Without mushroom in had and scope, C. sp. is as far as I can reasonably go.

Can I hear more substance/details?
By: Dimitar Bojantchev (dimitar)
2009-02-12 16:33:27 CST (-0500)

Ok, Mike, very interesting indeed, but may I ask for a more
diagnostically substantiated analysis of why not virgineus? I’d
like to learn what characters didn’t fit as I’ve been interested
in this group too. If something new and unusual, I’d rather learn
about it thorugh your observation.

About an year ago I studied about 13-15 collections in search of
explanation for the significant number of odd-shaped members of
that species that used to fool me all the time — there aren’t
many choices actually. Even C. niveus has been synonymized with
C. virgineus. Neither the Agaricales of CA, nor the general
literature offer many choices for large white Camarophyllus.

Of course, whether these species are s.s. the European material
is beyond the scope of this thread, as in that case we should
probably delete the majority of names we utilize in California.

Not C. virgineus
By: Michael Wood (mykoweb)
2009-02-12 15:49:19 CST (-0500)

Dimi’s photos look like my concept of C. virgineus.
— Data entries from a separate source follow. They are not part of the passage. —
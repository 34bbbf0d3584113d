//! Survey response storage, rolling totals, and analytics queries.

use super::{map_write_err, Store};
use pulse_core::error::PulseError;
use pulse_core::model::{ResponseDetail, Scores, WeeklyTotals};

use super::campaigns::DailyStats;

const DETAIL_SELECT: &str = "SELECT sr.id, sr.user_id, sr.campaign_id, sr.response_date,
        sr.joy_score, sr.achievement_score, sr.meaningfulness_score,
        sr.free_text, sr.submitted_at,
        u.name AS user_name, u.phone_number, c.name AS campaign_name
 FROM survey_responses sr
 JOIN users u ON sr.user_id = u.id
 JOIN campaigns c ON sr.campaign_id = c.id";

/// Window summary for the analytics endpoint.
#[derive(Debug, Clone, Default, serde::Serialize, sqlx::FromRow)]
pub struct AnalyticsSummary {
    pub total_responses: i64,
    pub avg_joy: Option<f64>,
    pub avg_achievement: Option<f64>,
    pub avg_meaningfulness: Option<f64>,
    pub first_response: Option<String>,
    pub last_response: Option<String>,
}

/// Trailing-7-day totals for one user across campaigns, with day count and
/// per-dimension averages. Used by the user dashboard.
#[derive(Debug, Clone, Default, serde::Serialize, sqlx::FromRow)]
pub struct UserWeeklySummary {
    pub joy: i64,
    pub achievement: i64,
    pub meaningfulness: i64,
    pub total_days: i64,
    pub avg_joy: Option<f64>,
    pub avg_achievement: Option<f64>,
    pub avg_meaningfulness: Option<f64>,
}

impl Store {
    /// Whether a response exists for (user, campaign, today).
    pub async fn response_exists_today(
        &self,
        user_id: i64,
        campaign_id: i64,
    ) -> Result<bool, PulseError> {
        let row: Option<(i64,)> = sqlx::query_as(
            "SELECT id FROM survey_responses
             WHERE user_id = ? AND campaign_id = ? AND response_date = date('now')",
        )
        .bind(user_id)
        .bind(campaign_id)
        .fetch_optional(&self.pool)
        .await
        .map_err(|e| PulseError::Store(format!("response existence check failed: {e}")))?;
        Ok(row.is_some())
    }

    /// Insert today's response. The UNIQUE(user_id, campaign_id,
    /// response_date) constraint turns a lost race into a `Conflict`.
    pub async fn insert_response(
        &self,
        user_id: i64,
        campaign_id: i64,
        scores: Scores,
        free_text: Option<&str>,
    ) -> Result<i64, PulseError> {
        let result = sqlx::query(
            "INSERT INTO survey_responses
             (user_id, campaign_id, response_date, joy_score, achievement_score, meaningfulness_score, free_text)
             VALUES (?, ?, date('now'), ?, ?, ?, ?)",
        )
        .bind(user_id)
        .bind(campaign_id)
        .bind(scores.joy)
        .bind(scores.achievement)
        .bind(scores.meaningfulness)
        .bind(free_text)
        .execute(&self.pool)
        .await
        .map_err(|e| map_write_err(e, "insert response"))?;

        Ok(result.last_insert_rowid())
    }

    pub async fn get_response(&self, id: i64) -> Result<Option<ResponseDetail>, PulseError> {
        sqlx::query_as::<_, ResponseDetail>(&format!("{DETAIL_SELECT} WHERE sr.id = ?"))
            .bind(id)
            .fetch_optional(&self.pool)
            .await
            .map_err(|e| PulseError::Store(format!("get response failed: {e}")))
    }

    /// Rolling 7-day sums per dimension for one user+campaign, inclusive of
    /// today. Recomputed on every call rather than maintained incrementally.
    pub async fn weekly_totals(
        &self,
        user_id: i64,
        campaign_id: i64,
    ) -> Result<WeeklyTotals, PulseError> {
        let (joy, achievement, meaningfulness): (Option<i64>, Option<i64>, Option<i64>) =
            sqlx::query_as(
                "SELECT SUM(joy_score), SUM(achievement_score), SUM(meaningfulness_score)
                 FROM survey_responses
                 WHERE user_id = ? AND campaign_id = ?
                 AND response_date >= date('now', '-7 days')",
            )
            .bind(user_id)
            .bind(campaign_id)
            .fetch_one(&self.pool)
            .await
            .map_err(|e| PulseError::Store(format!("weekly totals failed: {e}")))?;

        Ok(WeeklyTotals {
            joy: joy.unwrap_or(0),
            achievement: achievement.unwrap_or(0),
            meaningfulness: meaningfulness.unwrap_or(0),
        })
    }

    /// Filtered, paginated response listing plus the unpaginated total.
    pub async fn list_responses(
        &self,
        user_id: Option<i64>,
        campaign_id: Option<i64>,
        limit: i64,
        offset: i64,
    ) -> Result<(Vec<ResponseDetail>, i64), PulseError> {
        let mut conditions = Vec::new();
        let mut params: Vec<i64> = Vec::new();

        if let Some(uid) = user_id {
            conditions.push("sr.user_id = ?");
            params.push(uid);
        }
        if let Some(cid) = campaign_id {
            conditions.push("sr.campaign_id = ?");
            params.push(cid);
        }

        let where_clause = if conditions.is_empty() {
            String::new()
        } else {
            format!(" WHERE {}", conditions.join(" AND "))
        };

        let sql = format!(
            "{DETAIL_SELECT}{where_clause} ORDER BY sr.submitted_at DESC LIMIT ? OFFSET ?"
        );
        let mut query = sqlx::query_as::<_, ResponseDetail>(&sql);
        for p in &params {
            query = query.bind(p);
        }
        let rows = query
            .bind(limit)
            .bind(offset)
            .fetch_all(&self.pool)
            .await
            .map_err(|e| PulseError::Store(format!("list responses failed: {e}")))?;

        let count_sql = format!(
            "SELECT COUNT(*) FROM survey_responses sr{where_clause}"
        );
        let mut count_query = sqlx::query_as::<_, (i64,)>(&count_sql);
        for p in &params {
            count_query = count_query.bind(p);
        }
        let (total,) = count_query
            .fetch_one(&self.pool)
            .await
            .map_err(|e| PulseError::Store(format!("count responses failed: {e}")))?;

        Ok((rows, total))
    }

    /// Aggregate summary over a trailing `days` window, optionally scoped to
    /// one campaign.
    pub async fn analytics_summary(
        &self,
        campaign_id: Option<i64>,
        days: i64,
    ) -> Result<AnalyticsSummary, PulseError> {
        let modifier = format!("-{days} days");
        let mut sql = String::from(
            "SELECT COUNT(*) AS total_responses,
                    AVG(joy_score) AS avg_joy,
                    AVG(achievement_score) AS avg_achievement,
                    AVG(meaningfulness_score) AS avg_meaningfulness,
                    MIN(response_date) AS first_response,
                    MAX(response_date) AS last_response
             FROM survey_responses
             WHERE response_date >= date('now', ?)",
        );
        if campaign_id.is_some() {
            sql.push_str(" AND campaign_id = ?");
        }

        let mut query = sqlx::query_as::<_, AnalyticsSummary>(&sql).bind(&modifier);
        if let Some(cid) = campaign_id {
            query = query.bind(cid);
        }
        query
            .fetch_one(&self.pool)
            .await
            .map_err(|e| PulseError::Store(format!("analytics summary failed: {e}")))
    }

    /// Per-day breakdown over a trailing `days` window.
    pub async fn analytics_daily(
        &self,
        campaign_id: Option<i64>,
        days: i64,
    ) -> Result<Vec<DailyStats>, PulseError> {
        let modifier = format!("-{days} days");
        let mut sql = String::from(
            "SELECT response_date,
                    COUNT(*) AS response_count,
                    AVG(joy_score) AS avg_joy,
                    AVG(achievement_score) AS avg_achievement,
                    AVG(meaningfulness_score) AS avg_meaningfulness
             FROM survey_responses
             WHERE response_date >= date('now', ?)",
        );
        if campaign_id.is_some() {
            sql.push_str(" AND campaign_id = ?");
        }
        sql.push_str(" GROUP BY response_date ORDER BY response_date DESC");

        let mut query = sqlx::query_as::<_, DailyStats>(&sql).bind(&modifier);
        if let Some(cid) = campaign_id {
            query = query.bind(cid);
        }
        query
            .fetch_all(&self.pool)
            .await
            .map_err(|e| PulseError::Store(format!("analytics daily failed: {e}")))
    }

    /// Every stored response joined with user and campaign names, newest
    /// first, optionally scoped to one campaign. Backs the admin export.
    pub async fn export_responses(
        &self,
        campaign_id: Option<i64>,
    ) -> Result<Vec<ResponseDetail>, PulseError> {
        let mut sql = String::from(DETAIL_SELECT);
        if campaign_id.is_some() {
            sql.push_str(" WHERE sr.campaign_id = ?");
        }
        sql.push_str(" ORDER BY sr.submitted_at DESC");

        let mut query = sqlx::query_as::<_, ResponseDetail>(&sql);
        if let Some(cid) = campaign_id {
            query = query.bind(cid);
        }
        query
            .fetch_all(&self.pool)
            .await
            .map_err(|e| PulseError::Store(format!("export responses failed: {e}")))
    }

    /// Full response history for one user, newest first.
    pub async fn user_responses(&self, user_id: i64) -> Result<Vec<ResponseDetail>, PulseError> {
        sqlx::query_as::<_, ResponseDetail>(&format!(
            "{DETAIL_SELECT} WHERE sr.user_id = ? ORDER BY sr.response_date DESC"
        ))
        .bind(user_id)
        .fetch_all(&self.pool)
        .await
        .map_err(|e| PulseError::Store(format!("user responses failed: {e}")))
    }

    /// Responses from the trailing 7 days for one user.
    pub async fn user_recent_responses(
        &self,
        user_id: i64,
    ) -> Result<Vec<ResponseDetail>, PulseError> {
        sqlx::query_as::<_, ResponseDetail>(&format!(
            "{DETAIL_SELECT}
             WHERE sr.user_id = ? AND sr.response_date >= date('now', '-7 days')
             ORDER BY sr.response_date DESC"
        ))
        .bind(user_id)
        .fetch_all(&self.pool)
        .await
        .map_err(|e| PulseError::Store(format!("user recent responses failed: {e}")))
    }

    /// Trailing-7-day totals and averages for one user across campaigns.
    pub async fn user_weekly_summary(&self, user_id: i64) -> Result<UserWeeklySummary, PulseError> {
        sqlx::query_as::<_, UserWeeklySummary>(
            "SELECT COALESCE(SUM(joy_score), 0) AS joy,
                    COALESCE(SUM(achievement_score), 0) AS achievement,
                    COALESCE(SUM(meaningfulness_score), 0) AS meaningfulness,
                    COUNT(*) AS total_days,
                    AVG(joy_score) AS avg_joy,
                    AVG(achievement_score) AS avg_achievement,
                    AVG(meaningfulness_score) AS avg_meaningfulness
             FROM survey_responses
             WHERE user_id = ? AND response_date >= date('now', '-7 days')",
        )
        .bind(user_id)
        .fetch_one(&self.pool)
        .await
        .map_err(|e| PulseError::Store(format!("user weekly summary failed: {e}")))
    }

    /// All-time aggregate stats for one user.
    pub async fn user_alltime_stats(&self, user_id: i64) -> Result<AnalyticsSummary, PulseError> {
        sqlx::query_as::<_, AnalyticsSummary>(
            "SELECT COUNT(*) AS total_responses,
                    AVG(joy_score) AS avg_joy,
                    AVG(achievement_score) AS avg_achievement,
                    AVG(meaningfulness_score) AS avg_meaningfulness,
                    MIN(response_date) AS first_response,
                    MAX(response_date) AS last_response
             FROM survey_responses
             WHERE user_id = ?",
        )
        .bind(user_id)
        .fetch_one(&self.pool)
        .await
        .map_err(|e| PulseError::Store(format!("user alltime stats failed: {e}")))
    }

    /// Recent responses for the admin dashboard.
    pub async fn recent_responses(&self, limit: i64) -> Result<Vec<ResponseDetail>, PulseError> {
        sqlx::query_as::<_, ResponseDetail>(&format!(
            "{DETAIL_SELECT} ORDER BY sr.submitted_at DESC LIMIT ?"
        ))
        .bind(limit)
        .fetch_all(&self.pool)
        .await
        .map_err(|e| PulseError::Store(format!("recent responses failed: {e}")))
    }

    pub async fn total_response_count(&self) -> Result<i64, PulseError> {
        let (count,): (i64,) = sqlx::query_as("SELECT COUNT(*) FROM survey_responses")
            .fetch_one(&self.pool)
            .await
            .map_err(|e| PulseError::Store(format!("total response count failed: {e}")))?;
        Ok(count)
    }

    pub async fn today_response_count(&self) -> Result<i64, PulseError> {
        let (count,): (i64,) = sqlx::query_as(
            "SELECT COUNT(*) FROM survey_responses WHERE response_date = date('now')",
        )
        .fetch_one(&self.pool)
        .await
        .map_err(|e| PulseError::Store(format!("today response count failed: {e}")))?;
        Ok(count)
    }

    pub async fn active_user_count(&self) -> Result<i64, PulseError> {
        let (count,): (i64,) =
            sqlx::query_as("SELECT COUNT(*) FROM users WHERE is_active = 1")
                .fetch_one(&self.pool)
                .await
                .map_err(|e| PulseError::Store(format!("active user count failed: {e}")))?;
        Ok(count)
    }

    pub async fn active_campaign_count(&self) -> Result<i64, PulseError> {
        let (count,): (i64,) =
            sqlx::query_as("SELECT COUNT(*) FROM campaigns WHERE is_active = 1")
                .fetch_one(&self.pool)
                .await
                .map_err(|e| PulseError::Store(format!("active campaign count failed: {e}")))?;
        Ok(count)
    }
}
This specimen, which I examined first hand, did not look like C. virgineus. I called it C. sp. when I saw it.

Like a virgin — not many other choices on a large Camarophyllus.
By: Dimitar Bojantchev (dimitar)
2009-02-12 12:09:29 CST (-0500)

Nathan, I tend to yell at people for rushing to species all too soon,
but sometimes you might wanna trust your friends a bit. We see this
one a lot. There are not many choices on a Camarophyllus that large.

As far as it being Camarophyllus, I’d ditch the microscope (in this
case only!) — we can see the anastomosing/intervenose gills from a
mile away, which are quite diagnostic in this case. The yellowing
on the cap and edges at age is very typical too.

Here is my collection of photographs:


Happy to call it Camarophyllus
By: Nathan Wilson (nathan)
2009-02-12 10:53:42 CST (-0500)

I tend to avoid using Camarophyllus unless I’ve checked the gill trama (or I recognize the species for sure), but in this case it seems reasonable. Assigning it to a species I’m even more reluctant to do. I don’t think of C. virgineus ending up looking this decurrent and given the somewhat unusual habitat I’d like more evidence before assigning a species name.

No specimen
By: Michael Wood (mykoweb)
2009-02-12 01:59:02 CST (-0500)

This collection was in very poor condition when it got back to my lab, so it was tossed rather than preserved.